A Vila Mathias é considerada o berço da comunidade fadista em Santos. O Centro Português, junto com a Casa da Madeira e a Sociedade Portuguesa de Beneficência formam um espaço onde todo primeiro quarta-feira do mês ocorre a Noite de Fado no restaurante Tasca do Porto. Com paralelepípedos nas ruas e mosaicos portugueses nos calçadões, você poderá degustar bacalhau enquanto se sente transportado para outra época.
Solidariedade como base
No ano de 1859, um grupo composto por 20 portugueses sob liderança de José Joaquim de Souza Airam Martins fundou a Sociedade Portuguesa de Beneficência. Esta organização tinha como objetivo acolher compatriotas recém-chegados ao porto sem família ou recursos financeiros. Em uma época marcada por epidemias, buscava oferecer alimentação, abrigo e trabalho.
Com o tempo, essa entidade cresceu e expandiu suas atividades. Construiu hospitais e mudou-se para novos endereços, inaugurando em 1926 um palacete neocolonial na Avenida Bernardino de Campos que hoje é patrimônio cultural protegido.
Um clube nascido numa barbearia
Em 1917, um grupo de portugueses costumava se reunir todas as tardes na barbearia de Alexandre Coelho localizada na rua Dr. Manoel Carvalhal; foi ali que decidiram criar um clube de futebol após uma sugestão do português Lino do Carmo. Após debates sobre o nome, optaram por Associação Atlética Portuguesa.
As cores escolhidas foram verde e vermelho em homenagem à bandeira portuguesa. Atualmente conhecida como Portuguesa Santista ou Briosa, é considerada um dos clubes mais queridos da região e tornou-se uma das fundadoras da Federação Paulista de Futebol em 1941.
Do porto ao shopping center
Armênio Mendes chegou ao Porto de Santos em 1963 aos 18 anos trazendo apenas ferramentas para marcenaria e um capital limitado. Inicialmente residiu com um tio em Vicente de Carvalho e começou seus negócios com uma oficina especializada em bicicletas seguida por um estacionamento destinado aos trabalhadores locais.
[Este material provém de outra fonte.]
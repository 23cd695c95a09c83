use std::fs::File;
use std::io::{self, BufReader, Read};
use std::path::Path;

use muxplex_frame::{FrameConfig, FrameError, FrameReader};

use crate::cmd::InspectArgs;
use crate::exit::{frame_error, io_error, CliError, CliResult, DATA_INVALID, SUCCESS, USAGE};
use crate::output::{print_frames, FrameRow, OutputFormat};

pub fn run(args: InspectArgs, format: OutputFormat) -> CliResult<i32> {
    if args.max_payload == 0 {
        return Err(CliError::new(USAGE, "--max-payload must be greater than zero"));
    }
    let config = FrameConfig {
        max_payload_size: args.max_payload,
    };

    let source: Box<dyn Read> = match args.file.as_deref() {
        None => Box::new(io::stdin().lock()),
        Some(path) if path == Path::new("-") => Box::new(io::stdin().lock()),
        Some(path) => {
            let file = File::open(path)
                .map_err(|err| io_error(&format!("failed opening {}", path.display()), err))?;
            Box::new(BufReader::new(file))
        }
    };

    let (rows, failure) = decode_rows(source, config, args.count);
    print_frames(&rows, format);
    tracing::debug!(frames = rows.len(), "capture decoded");

    if let Some(err) = failure {
        return Err(frame_error(&format!("decode failed after {} frames", rows.len()), err));
    }

    if args.strict {
        if let Some(row) = rows.iter().find(|row| !row.is_recognised()) {
            return Err(CliError::new(
                DATA_INVALID,
                format!(
                    "frame {} has unknown tags (prefix {:#04x}, event {:#04x})",
                    row.index, row.prefix_byte, row.event_byte
                ),
            ));
        }
    }

    Ok(SUCCESS)
}

/// Decode frames until end of input, `limit` frames, or the first error.
/// Frames decoded before an error are still returned.
fn decode_rows<R: Read>(
    source: R,
    config: FrameConfig,
    limit: Option<usize>,
) -> (Vec<FrameRow>, Option<FrameError>) {
    let mut reader = FrameReader::with_config(source, config);
    let mut rows = Vec::new();
    let mut offset = 0u64;

    while limit.is_none_or(|limit| rows.len() < limit) {
        match reader.read_frame() {
            Ok(Some(frame)) => {
                rows.push(FrameRow::new(rows.len(), offset, &frame));
                offset += frame.wire_size() as u64;
            }
            Ok(None) => break,
            Err(err) => return (rows, Some(err)),
        }
    }
    (rows, None)
}

#[cfg(test)]
mod tests {
    use std::io::Cursor;

    use super::*;

    fn raw(prefix: u8, stream_id: u8, event: u8, payload: &[u8]) -> Vec<u8> {
        let mut out = vec![prefix, stream_id, event];
        out.extend_from_slice(&(payload.len() as u32).to_le_bytes());
        out.extend_from_slice(payload);
        out
    }

    #[test]
    fn rows_carry_offsets() {
        let mut capture = raw(0xBB, 1, 0, b"");
        capture.extend(raw(0xBB, 1, 1, b"hello"));
        capture.extend(raw(0xAA, 1, 2, b""));

        let (rows, failure) = decode_rows(Cursor::new(capture), FrameConfig::default(), None);
        assert!(failure.is_none());
        assert_eq!(rows.len(), 3);
        assert_eq!(
            rows.iter().map(|row| row.offset).collect::<Vec<_>>(),
            vec![0, 7, 19]
        );
        assert_eq!(rows[1].payload, "hello");
        assert_eq!(rows[2].prefix, "LOCAL");
        assert_eq!(rows[2].event, "END");
    }

    #[test]
    fn count_limits_frames() {
        let mut capture = Vec::new();
        for id in 0..5 {
            capture.extend(raw(0xBB, id, 0, b""));
        }

        let (rows, failure) = decode_rows(Cursor::new(capture), FrameConfig::default(), Some(2));
        assert!(failure.is_none());
        assert_eq!(rows.len(), 2);
    }

    #[test]
    fn truncated_capture_keeps_decoded_rows() {
        let mut capture = raw(0xBB, 3, 1, b"ok");
        capture.extend_from_slice(&raw(0xBB, 3, 1, b"cut short")[..10]);

        let (rows, failure) = decode_rows(Cursor::new(capture), FrameConfig::default(), None);
        assert_eq!(rows.len(), 1);
        assert!(matches!(failure, Some(FrameError::ConnectionClosed)));
    }

    #[test]
    fn oversized_announcement_fails() {
        let capture = raw(0xBB, 3, 1, &[0u8; 32]);
        let config = FrameConfig {
            max_payload_size: 16,
        };

        let (rows, failure) = decode_rows(Cursor::new(capture), config, None);
        assert!(rows.is_empty());
        assert!(matches!(failure, Some(FrameError::PayloadTooLarge { .. })));
    }

    #[test]
    fn unknown_tags_still_decode() {
        let capture = raw(0x42, 9, 0x7f, b"?");

        let (rows, failure) = decode_rows(Cursor::new(capture), FrameConfig::default(), None);
        assert!(failure.is_none());
        assert!(!rows[0].is_recognised());
    }
}
mod cmd;
mod exit;
mod logging;
mod output;

use clap::Parser;

use crate::cmd::Command;
use crate::logging::{init_logging, LogFormat, LogLevel};
use crate::output::OutputFormat;

#[derive(Parser, Debug)]
#[command(
    name = "muxplex",
    version,
    about = "Multiplex logical byte streams over one socket"
)]
struct Cli {
    /// Output format.
    #[arg(long, value_name = "FORMAT", global = true)]
    format: Option<OutputFormat>,

    /// Log output format (stderr).
    #[arg(long, value_name = "FORMAT", default_value = "text", global = true)]
    log_format: LogFormat,

    /// Minimum log level (stderr).
    #[arg(
        long,
        value_name = "LEVEL",
        default_value = "info",
        env = "MUXPLEX_LOG_LEVEL",
        global = true
    )]
    log_level: LogLevel,

    #[command(subcommand)]
    command: Command,
}

fn main() {
    let cli = Cli::parse();
    init_logging(cli.log_format, cli.log_level);

    let format = cli.format.unwrap_or_else(OutputFormat::default_for_stdout);
    match cmd::run(cli.command, format) {
        Ok(code) => std::process::exit(code),
        Err(err) => {
            eprintln!("error: {err}");
            std::process::exit(err.code);
        }
    }
}

#[cfg(test)]
mod tests {
    use super::*;

    #[test]
    fn parses_send_subcommand() {
        let cli = Cli::try_parse_from([
            "muxplex",
            "send",
            "/tmp/test.sock",
            "-n",
            "8",
            "--data",
            "hello",
        ])
        .expect("send args should parse");

        match cli.command {
            Command::Send(args) => {
                assert_eq!(args.streams, 8);
                assert_eq!(args.chunk_size, 64 * 1024);
                assert_eq!(args.timeout, "5s");
            }
            other => panic!("unexpected command: {other:?}"),
        }
    }

    #[test]
    fn rejects_conflicting_payload_args() {
        let err = Cli::try_parse_from([
            "muxplex",
            "send",
            "/tmp/test.sock",
            "--file",
            "payload.bin",
            "--data",
            "hello",
        ])
        .expect_err("conflicting args should fail");

        assert_eq!(err.kind(), clap::error::ErrorKind::ArgumentConflict);
    }

    #[test]
    fn parses_inspect_without_file() {
        let cli = Cli::try_parse_from(["muxplex", "inspect", "--count", "3", "--strict"])
            .expect("inspect args should parse");
        match cli.command {
            Command::Inspect(args) => {
                assert!(args.file.is_none());
                assert_eq!(args.count, Some(3));
                assert!(args.strict);
            }
            other => panic!("unexpected command: {other:?}"),
        }
    }

    #[test]
    fn parses_echo_with_global_flags() {
        let cli = Cli::try_parse_from([
            "muxplex",
            "echo",
            "/tmp/test.sock",
            "--once",
            "--log-format",
            "json",
            "--format",
            "pretty",
        ])
        .expect("echo args should parse");

        assert_eq!(cli.log_format, LogFormat::Json);
        assert_eq!(cli.format, Some(OutputFormat::Pretty));
        assert!(matches!(cli.command, Command::Echo(ref args) if args.once));
    }
}
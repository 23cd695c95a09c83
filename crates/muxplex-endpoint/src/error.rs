use std::io;

/// Errors that can occur in endpoint and stream operations.
#[derive(Debug, thiserror::Error)]
pub enum MuxError {
    /// All 256 local stream ids are in use.
    #[error("maximum number of streams is 256")]
    PoolExhausted,

    /// A local stream with this id is already open.
    #[error("stream {0} is already open")]
    StreamInUse(u8),

    /// The endpoint has been closed.
    #[error("endpoint closed")]
    Closed,

    /// The outgoing buffer is full; wait for the transport to drain it.
    #[error("outgoing buffer full ({pending} bytes pending, limit {limit})")]
    Backpressure { pending: usize, limit: usize },

    /// Frame-level error.
    #[error("frame error: {0}")]
    Frame(#[from] muxplex_frame::FrameError),

    /// Transport I/O error.
    #[error("I/O error: {0}")]
    Io(#[from] io::Error),
}

impl From<MuxError> for io::Error {
    fn from(err: MuxError) -> Self {
        match err {
            MuxError::Io(io) => io,
            MuxError::Backpressure { .. } => io::Error::new(io::ErrorKind::WouldBlock, err),
            MuxError::Closed => io::Error::new(io::ErrorKind::BrokenPipe, err),
            MuxError::Frame(_) => io::Error::new(io::ErrorKind::InvalidData, err),
            other => io::Error::other(other),
        }
    }
}

pub type Result<T> = std::result::Result<T, MuxError>;
use serde::Serialize;

use crate::cmd::VersionArgs;
use crate::exit::{CliResult, SUCCESS};
use crate::output::{print_record, OutputFormat};

#[derive(Debug, Serialize)]
struct BuildInfo {
    name: &'static str,
    version: &'static str,
    build_target: &'static str,
    git_hash: &'static str,
    target_os: &'static str,
    target_arch: &'static str,
    header_size: usize,
    max_local_streams: usize,
    default_max_payload: usize,
    async_codec: bool,
}

impl BuildInfo {
    fn current() -> Self {
        Self {
            name: "muxplex",
            version: env!("CARGO_PKG_VERSION"),
            build_target: option_env!("MUXPLEX_BUILD_TARGET").unwrap_or("unknown"),
            git_hash: option_env!("MUXPLEX_GIT_HASH").unwrap_or("unknown"),
            target_os: std::env::consts::OS,
            target_arch: std::env::consts::ARCH,
            header_size: muxplex_frame::HEADER_SIZE,
            max_local_streams: 256,
            default_max_payload: muxplex_frame::DEFAULT_MAX_PAYLOAD,
            async_codec: cfg!(feature = "async"),
        }
    }
}

pub fn run(args: VersionArgs, format: OutputFormat) -> CliResult<i32> {
    let info = BuildInfo::current();
    if args.extended {
        print_record(&info, format);
    } else {
        println!("{} {}", info.name, info.version);
    }
    Ok(SUCCESS)
}

#[cfg(test)]
mod tests {
    use super::*;

    #[test]
    fn build_info_serializes_wire_constants() {
        let json = serde_json::to_value(BuildInfo::current()).unwrap();
        assert_eq!(json["name"], "muxplex");
        assert_eq!(json["header_size"], 7);
        assert_eq!(json["max_local_streams"], 256);
    }
}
Em 1975 criou a Miramar Construtora. Anos depois, seu grupo passou a ser proprietário do Miramar Shopping Center bem como do Praiamar Shopping e Brisamar Shopping além de hotéis e centros para convenções. Armênio faleceu em 2017 aos 73 anos.
A rua que se tornou ícone
A Rua República Portuguesa situada na Vila Mathias foi recentemente revitalizada. Com extensão de 140 metros, agora possui calçadas feitas com pedras portuguesas e largos decorados com mosaicos nas extremidades. Este projeto celebra duas identidades culturais coexistentes: a portuguesa e a africana representadas pela Igreja Santa Josefina Bakhita.
Santos mantém laços fraternais com sete cidades portuguesas incluindo Coimbra, Funchal e Porto. José Bonifácio de Andrada e Silva – conhecido como Patriarca da Independência do Brasil – era natural dessa cidade santista onde estudou em Coimbra. A conexão entre os dois lados do Atlântico sempre transcendeu meras transações comerciais.
Adicionalmente vale ressaltar que Santos organiza anualmente a maior festa lusitana do Brasil: A Festa de Portugal; sua próxima edição está programada para 2026 quando ocorrerá sua 17º edição.
Analisar a influência portuguesa presente em Santos não deve ser visto apenas como uma reminiscência histórica; o bacalhau servido nos bares locais possui mais de cinco séculos dessa rica tradição cultural que evoca sentimentos profundos de pertencimento.